(Stored data entries)
● ● ● ●

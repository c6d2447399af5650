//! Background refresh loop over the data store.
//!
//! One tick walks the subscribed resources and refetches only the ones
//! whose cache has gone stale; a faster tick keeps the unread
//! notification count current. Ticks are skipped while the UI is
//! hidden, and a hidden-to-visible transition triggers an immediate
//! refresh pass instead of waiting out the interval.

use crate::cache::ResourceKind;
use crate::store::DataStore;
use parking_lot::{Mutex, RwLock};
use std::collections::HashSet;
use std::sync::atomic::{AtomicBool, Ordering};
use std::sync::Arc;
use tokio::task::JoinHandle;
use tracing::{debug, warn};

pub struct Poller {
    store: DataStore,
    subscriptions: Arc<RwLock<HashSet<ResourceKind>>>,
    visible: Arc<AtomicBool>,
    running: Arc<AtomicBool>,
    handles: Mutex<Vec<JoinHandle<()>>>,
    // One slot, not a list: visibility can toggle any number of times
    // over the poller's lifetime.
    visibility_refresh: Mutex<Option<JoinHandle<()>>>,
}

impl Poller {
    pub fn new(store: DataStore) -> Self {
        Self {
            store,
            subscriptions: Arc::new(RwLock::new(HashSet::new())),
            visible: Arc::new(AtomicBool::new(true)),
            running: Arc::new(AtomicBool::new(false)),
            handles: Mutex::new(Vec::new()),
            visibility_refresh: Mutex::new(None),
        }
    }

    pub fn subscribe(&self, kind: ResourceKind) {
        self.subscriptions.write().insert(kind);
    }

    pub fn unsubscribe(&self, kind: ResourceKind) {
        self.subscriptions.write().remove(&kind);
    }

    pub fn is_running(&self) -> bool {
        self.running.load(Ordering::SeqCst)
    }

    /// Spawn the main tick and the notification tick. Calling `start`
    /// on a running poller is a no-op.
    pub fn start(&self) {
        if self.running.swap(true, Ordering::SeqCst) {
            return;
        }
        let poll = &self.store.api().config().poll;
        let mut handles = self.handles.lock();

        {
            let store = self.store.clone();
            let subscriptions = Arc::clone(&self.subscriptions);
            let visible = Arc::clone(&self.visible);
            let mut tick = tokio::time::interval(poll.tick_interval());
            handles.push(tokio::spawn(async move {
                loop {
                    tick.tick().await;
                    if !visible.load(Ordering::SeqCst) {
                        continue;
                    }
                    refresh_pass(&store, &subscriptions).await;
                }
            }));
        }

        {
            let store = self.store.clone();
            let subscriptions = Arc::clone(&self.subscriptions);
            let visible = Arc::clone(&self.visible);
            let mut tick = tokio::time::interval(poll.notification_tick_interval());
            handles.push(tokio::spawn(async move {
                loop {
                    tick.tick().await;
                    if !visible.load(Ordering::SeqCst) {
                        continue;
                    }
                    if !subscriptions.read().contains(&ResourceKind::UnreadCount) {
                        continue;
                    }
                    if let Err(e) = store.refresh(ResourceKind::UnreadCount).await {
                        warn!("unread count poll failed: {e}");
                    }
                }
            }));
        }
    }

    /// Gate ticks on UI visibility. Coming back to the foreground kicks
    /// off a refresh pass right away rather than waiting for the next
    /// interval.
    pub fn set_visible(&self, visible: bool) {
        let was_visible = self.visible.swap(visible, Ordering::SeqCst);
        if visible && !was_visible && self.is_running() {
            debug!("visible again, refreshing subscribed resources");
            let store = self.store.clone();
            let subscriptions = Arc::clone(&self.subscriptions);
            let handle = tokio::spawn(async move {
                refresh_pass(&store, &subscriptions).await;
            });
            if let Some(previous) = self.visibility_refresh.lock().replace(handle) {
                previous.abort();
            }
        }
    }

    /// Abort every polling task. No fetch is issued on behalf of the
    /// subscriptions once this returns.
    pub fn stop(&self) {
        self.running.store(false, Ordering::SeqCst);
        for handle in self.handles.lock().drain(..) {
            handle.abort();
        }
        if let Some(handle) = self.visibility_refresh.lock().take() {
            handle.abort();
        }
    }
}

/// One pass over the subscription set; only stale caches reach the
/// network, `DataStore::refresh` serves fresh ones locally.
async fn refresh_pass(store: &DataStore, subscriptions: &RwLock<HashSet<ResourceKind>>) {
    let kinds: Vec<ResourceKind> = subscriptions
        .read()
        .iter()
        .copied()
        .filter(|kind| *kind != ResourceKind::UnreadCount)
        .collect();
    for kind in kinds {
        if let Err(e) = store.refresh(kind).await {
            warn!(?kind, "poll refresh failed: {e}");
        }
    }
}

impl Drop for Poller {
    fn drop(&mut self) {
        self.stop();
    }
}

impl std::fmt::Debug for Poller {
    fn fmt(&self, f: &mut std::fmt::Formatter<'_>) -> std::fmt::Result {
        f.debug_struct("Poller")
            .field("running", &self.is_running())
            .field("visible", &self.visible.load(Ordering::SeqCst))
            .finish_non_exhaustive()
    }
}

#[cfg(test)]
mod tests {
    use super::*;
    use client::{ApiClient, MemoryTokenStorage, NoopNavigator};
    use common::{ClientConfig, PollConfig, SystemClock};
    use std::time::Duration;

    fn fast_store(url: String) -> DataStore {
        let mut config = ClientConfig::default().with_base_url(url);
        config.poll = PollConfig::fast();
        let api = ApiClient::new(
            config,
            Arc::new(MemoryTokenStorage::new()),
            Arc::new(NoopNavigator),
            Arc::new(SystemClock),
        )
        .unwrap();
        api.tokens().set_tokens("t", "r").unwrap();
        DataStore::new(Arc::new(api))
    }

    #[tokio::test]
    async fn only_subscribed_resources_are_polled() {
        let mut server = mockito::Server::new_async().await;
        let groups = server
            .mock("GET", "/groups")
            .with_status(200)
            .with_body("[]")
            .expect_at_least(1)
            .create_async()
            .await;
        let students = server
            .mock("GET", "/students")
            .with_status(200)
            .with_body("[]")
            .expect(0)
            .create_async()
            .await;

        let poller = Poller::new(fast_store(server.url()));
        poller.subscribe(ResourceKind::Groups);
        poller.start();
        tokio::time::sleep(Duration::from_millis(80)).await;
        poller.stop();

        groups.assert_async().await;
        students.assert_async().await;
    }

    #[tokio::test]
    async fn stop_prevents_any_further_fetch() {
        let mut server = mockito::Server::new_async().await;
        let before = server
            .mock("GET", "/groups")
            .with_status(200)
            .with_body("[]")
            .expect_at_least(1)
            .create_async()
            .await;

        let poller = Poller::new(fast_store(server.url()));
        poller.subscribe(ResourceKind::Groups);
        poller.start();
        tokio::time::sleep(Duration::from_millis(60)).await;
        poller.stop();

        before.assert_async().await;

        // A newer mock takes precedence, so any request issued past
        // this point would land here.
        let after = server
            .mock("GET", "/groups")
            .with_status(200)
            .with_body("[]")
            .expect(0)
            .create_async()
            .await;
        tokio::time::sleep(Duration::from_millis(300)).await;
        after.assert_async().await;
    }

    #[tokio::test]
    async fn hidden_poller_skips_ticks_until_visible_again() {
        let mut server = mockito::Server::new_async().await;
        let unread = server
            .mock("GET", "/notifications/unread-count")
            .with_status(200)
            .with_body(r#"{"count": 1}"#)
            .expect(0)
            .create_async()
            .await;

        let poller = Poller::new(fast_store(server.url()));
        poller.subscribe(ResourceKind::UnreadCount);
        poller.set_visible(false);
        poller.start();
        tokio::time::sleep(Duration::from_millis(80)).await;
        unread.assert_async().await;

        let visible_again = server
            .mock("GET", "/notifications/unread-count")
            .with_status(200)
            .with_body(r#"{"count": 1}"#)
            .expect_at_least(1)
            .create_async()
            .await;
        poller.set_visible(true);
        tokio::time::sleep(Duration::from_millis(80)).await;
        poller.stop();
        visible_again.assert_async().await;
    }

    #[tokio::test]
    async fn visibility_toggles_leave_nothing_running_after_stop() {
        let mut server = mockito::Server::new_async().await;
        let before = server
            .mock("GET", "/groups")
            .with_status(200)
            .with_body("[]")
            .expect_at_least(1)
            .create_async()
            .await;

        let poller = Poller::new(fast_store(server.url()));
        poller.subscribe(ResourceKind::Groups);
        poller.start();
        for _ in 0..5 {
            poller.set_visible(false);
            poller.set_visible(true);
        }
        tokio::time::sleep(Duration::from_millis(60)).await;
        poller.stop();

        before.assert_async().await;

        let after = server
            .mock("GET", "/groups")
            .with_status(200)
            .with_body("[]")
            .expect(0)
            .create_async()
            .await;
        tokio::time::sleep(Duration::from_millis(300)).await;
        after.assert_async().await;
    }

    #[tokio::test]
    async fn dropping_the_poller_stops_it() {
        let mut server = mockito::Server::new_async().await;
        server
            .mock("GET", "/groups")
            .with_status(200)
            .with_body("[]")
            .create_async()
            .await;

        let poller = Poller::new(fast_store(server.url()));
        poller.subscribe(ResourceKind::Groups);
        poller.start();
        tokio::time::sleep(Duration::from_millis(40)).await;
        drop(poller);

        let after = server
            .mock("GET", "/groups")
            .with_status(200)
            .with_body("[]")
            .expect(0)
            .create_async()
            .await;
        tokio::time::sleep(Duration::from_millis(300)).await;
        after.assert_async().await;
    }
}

● ● ● ●

TASK BRIEF: Among the lines above, please find those with "crate" and copy them.

SOLUTION FOR THIS PROBLEM:
use crate::cache::ResourceKind;
use crate::store::DataStore;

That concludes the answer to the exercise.